Most of the time when I meet with clients, they tell me that they want to be more active, or to exercise more often. These are broad, undefined goals which actually are extremely difficult to reach. If we don’t know exactly how much exercise, or what type of exercise we want in our life, how will we know when we’ve reached that goal? Even more important: why is exericse important to you?
There are typically three types of exercise goals:
- exercise to improve health, such as reduce risk of heart disease, lower blood pressure, or improve blood sugar levels.
- exercise for weight loss
- training for a competitive event, such as running a 5K race or riding your bike in a 40 mile charity event.
First, decide WHY you want to exercise. Be as specific as possible:
- I want to exercise so that I can wear a smaller dress size.
- I want to exercise so that I don’t run out of breath playing with my grandchildren.
- I want to exercise so that I decrease my risk of developing heart disease.
- I want to run the Maple Leaf 5K in September.
Next, figure out how much and what type of exercise you need to meet this goal. The American College of Sports Medicine publishes the latest exercise guidelines. If your goals are related to your health, talk with your physician about the most appropriate exercise program for you. Even 10-15 minutes of activity every day does wonders in improving health. If you need help developing an exercise program, contact me at firstname.lastname@example.org for individual coaching.

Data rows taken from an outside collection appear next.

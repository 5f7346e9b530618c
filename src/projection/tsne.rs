//! t-SNE - t-distributed Stochastic Neighbor Embedding
//!
//! Exact O(n²) variant: Gaussian input affinities calibrated per point to
//! the requested perplexity, Student-t output affinities, and gradient
//! descent with momentum and per-coordinate gains.

use ndarray::Array2;
use rand::Rng;
use rand::SeedableRng;
use rand_chacha::ChaCha8Rng;
use rayon::prelude::*;

use super::config::{PcaConfig, SvdSolver, TsneConfig, TsneInit};
use super::pca::Pca;
use crate::error::{BoundaryError, Result};
use crate::utils::{DistanceMetric, VectorOps};

/// Iterations run with early exaggeration
const EXPLORATION_ITER: usize = 250;

/// Binary search steps per point when calibrating affinities
const PERPLEXITY_STEPS: usize = 100;

const PERPLEXITY_TOL: f64 = 1e-5;
const MIN_GAIN: f64 = 0.01;
const MACHINE_EPSILON: f64 = 1e-12;

/// t-SNE dimensionality reduction
pub struct Tsne {
    config: TsneConfig,
    n_components: usize,
    seed: u64,
}

impl Tsne {
    /// Create a new t-SNE instance from an already resolved configuration
    pub fn new(config: TsneConfig, n_components: usize, seed: u64) -> Self {
        Self {
            config,
            n_components,
            seed,
        }
    }

    /// Embed the rows of `x` (n x d) into n x `n_components`
    pub fn fit_transform(&self, x: &Array2<f64>) -> Result<Array2<f64>> {
        let n = x.nrows();
        if n < 2 {
            return Err(BoundaryError::DataError(
                "t-SNE requires at least 2 samples".to_string(),
            ));
        }

        let p = self.joint_probabilities(x)?;
        let mut y = self.initial_embedding(x)?;
        self.optimize(&p, &mut y);
        Ok(y)
    }

    /// Symmetric joint probabilities P (n x n) from per-point conditionals
    fn joint_probabilities(&self, x: &Array2<f64>) -> Result<Array2<f64>> {
        let n = x.nrows();
        let mut distances = self.config.metric.pairwise(x);
        if self.config.metric == DistanceMetric::Euclidean {
            distances.mapv_inplace(|d| d * d);
        }

        let target_entropy = self.config.perplexity.ln();
        let rows: Vec<Vec<f64>> = (0..n)
            .into_par_iter()
            .map(|i| conditional_row(distances.row(i).as_slice(), i, target_entropy))
            .collect::<Option<Vec<_>>>()
            .ok_or_else(|| {
                BoundaryError::Computation("non-contiguous distance matrix".to_string())
            })?;

        let mut p = Array2::zeros((n, n));
        let denom = 2.0 * n as f64;
        for i in 0..n {
            for j in 0..n {
                if i != j {
                    p[[i, j]] = ((rows[i][j] + rows[j][i]) / denom).max(MACHINE_EPSILON);
                }
            }
        }
        Ok(p)
    }

    fn initial_embedding(&self, x: &Array2<f64>) -> Result<Array2<f64>> {
        let n = x.nrows();
        let k = self.n_components;

        match self.config.init {
            TsneInit::Pca => {
                let pca_config = PcaConfig {
                    svd_solver: SvdSolver::Full,
                    ..Default::default()
                };
                let (_, projected) = Pca::new(pca_config, k, self.seed).fit_transform(x)?;
                let std = VectorOps::variance(projected.column(0)).sqrt();
                let scale = if std > 0.0 { 1e-4 / std } else { 1.0 };
                Ok(projected * scale)
            }
            TsneInit::Random => {
                let mut rng = ChaCha8Rng::seed_from_u64(self.seed);
                Ok(Array2::from_shape_fn((n, k), |_| 1e-4 * standard_normal(&mut rng)))
            }
        }
    }

    fn optimize(&self, p: &Array2<f64>, y: &mut Array2<f64>) {
        let n = y.nrows();
        let k = y.ncols();
        let learning_rate = self.config.effective_learning_rate(n);
        let exploration = EXPLORATION_ITER.min(self.config.n_iter);

        let mut update = Array2::<f64>::zeros((n, k));
        let mut gains = Array2::<f64>::ones((n, k));

        for iter in 0..self.config.n_iter {
            let (exaggeration, momentum) = if iter < exploration {
                (self.config.early_exaggeration, 0.5)
            } else {
                (1.0, 0.8)
            };

            let grad = gradient(p, y, exaggeration);

            for ((g, u), gain) in grad.iter().zip(update.iter_mut()).zip(gains.iter_mut()) {
                *gain = if g * *u < 0.0 {
                    *gain + 0.2
                } else {
                    *gain * 0.8
                };
                *gain = gain.max(MIN_GAIN);
                *u = momentum * *u - learning_rate * *gain * g;
            }
            *y += &update;
        }
    }
}

/// Conditional probabilities p(j|i) for row `i`, with the Gaussian precision
/// found by bisection so the row entropy matches `target_entropy`.
///
/// Distances are shifted by the row minimum before exponentiation; the
/// normalized row is invariant to the shift.
fn conditional_row(distances: Option<&[f64]>, i: usize, target_entropy: f64) -> Option<Vec<f64>> {
    let distances = distances?;
    let n = distances.len();
    let floor = distances
        .iter()
        .enumerate()
        .filter(|&(j, _)| j != i)
        .map(|(_, &d)| d)
        .fold(f64::INFINITY, f64::min);
    let floor = if floor.is_finite() { floor } else { 0.0 };

    let mut beta = 1.0_f64;
    let mut beta_lo = 0.0_f64;
    let mut beta_hi = f64::INFINITY;
    let mut row = vec![0.0; n];

    for _ in 0..PERPLEXITY_STEPS {
        let mut sum = 0.0_f64;
        let mut weighted = 0.0_f64;
        for j in 0..n {
            if j == i {
                row[j] = 0.0;
                continue;
            }
            let shifted = distances[j] - floor;
            let pj = (-shifted * beta).exp();
            row[j] = pj;
            sum += pj;
            weighted += shifted * pj;
        }
        let sum = sum.max(MACHINE_EPSILON);
        let entropy = sum.ln() + beta * weighted / sum;

        for v in row.iter_mut() {
            *v /= sum;
        }

        let diff = entropy - target_entropy;
        if diff.abs() <= PERPLEXITY_TOL {
            break;
        }
        if diff > 0.0 {
            beta_lo = beta;
            beta = if beta_hi.is_finite() { (beta + beta_hi) / 2.0 } else { beta * 2.0 };
        } else {
            beta_hi = beta;
            beta = (beta + beta_lo) / 2.0;
        }
    }

    Some(row)
}

/// KL-divergence gradient for embedding `y` under joint probabilities `p`
fn gradient(p: &Array2<f64>, y: &Array2<f64>, exaggeration: f64) -> Array2<f64> {
    let n = y.nrows();
    let k = y.ncols();

    // Student-t kernel numerators, row sums gathered in row order
    let num_rows: Vec<Vec<f64>> = (0..n)
        .into_par_iter()
        .map(|i| {
            let yi = y.row(i);
            (0..n)
                .map(|j| {
                    if i == j {
                        return 0.0;
                    }
                    let d2: f64 = yi
                        .iter()
                        .zip(y.row(j).iter())
                        .map(|(a, b)| (a - b) * (a - b))
                        .sum();
                    1.0 / (1.0 + d2)
                })
                .collect()
        })
        .collect();
    let z: f64 = num_rows
        .iter()
        .map(|row| row.iter().sum::<f64>())
        .sum::<f64>()
        .max(MACHINE_EPSILON);

    let grad_rows: Vec<Vec<f64>> = (0..n)
        .into_par_iter()
        .map(|i| {
            let mut g = vec![0.0; k];
            for j in 0..n {
                if i == j {
                    continue;
                }
                let num = num_rows[i][j];
                let coeff = (exaggeration * p[[i, j]] - num / z) * num;
                for c in 0..k {
                    g[c] += 4.0 * coeff * (y[[i, c]] - y[[j, c]]);
                }
            }
            g
        })
        .collect();

    let mut grad = Array2::zeros((n, k));
    for (i, row) in grad_rows.into_iter().enumerate() {
        for (c, v) in row.into_iter().enumerate() {
            grad[[i, c]] = v;
        }
    }
    grad
}

/// Standard normal sample (Box-Muller)
fn standard_normal(rng: &mut ChaCha8Rng) -> f64 {
    let u1: f64 = rng.gen_range(f64::EPSILON..1.0);
    let u2: f64 = rng.gen::<f64>();
    (-2.0 * u1.ln()).sqrt() * (2.0 * std::f64::consts::PI * u2).cos()
}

Once you know why exercise is important to you, and the type of exercise program that will help you reach this goal, it’s time to gradually integrate exercise into your daily routine. Start slowly and over time tweak your exercise program until you reach your ultimate goal. Exercise not only will improve your health and help you reach and maintain a healthy weight, it’s also a fun activity you can share with family, and a great way to meet new friends!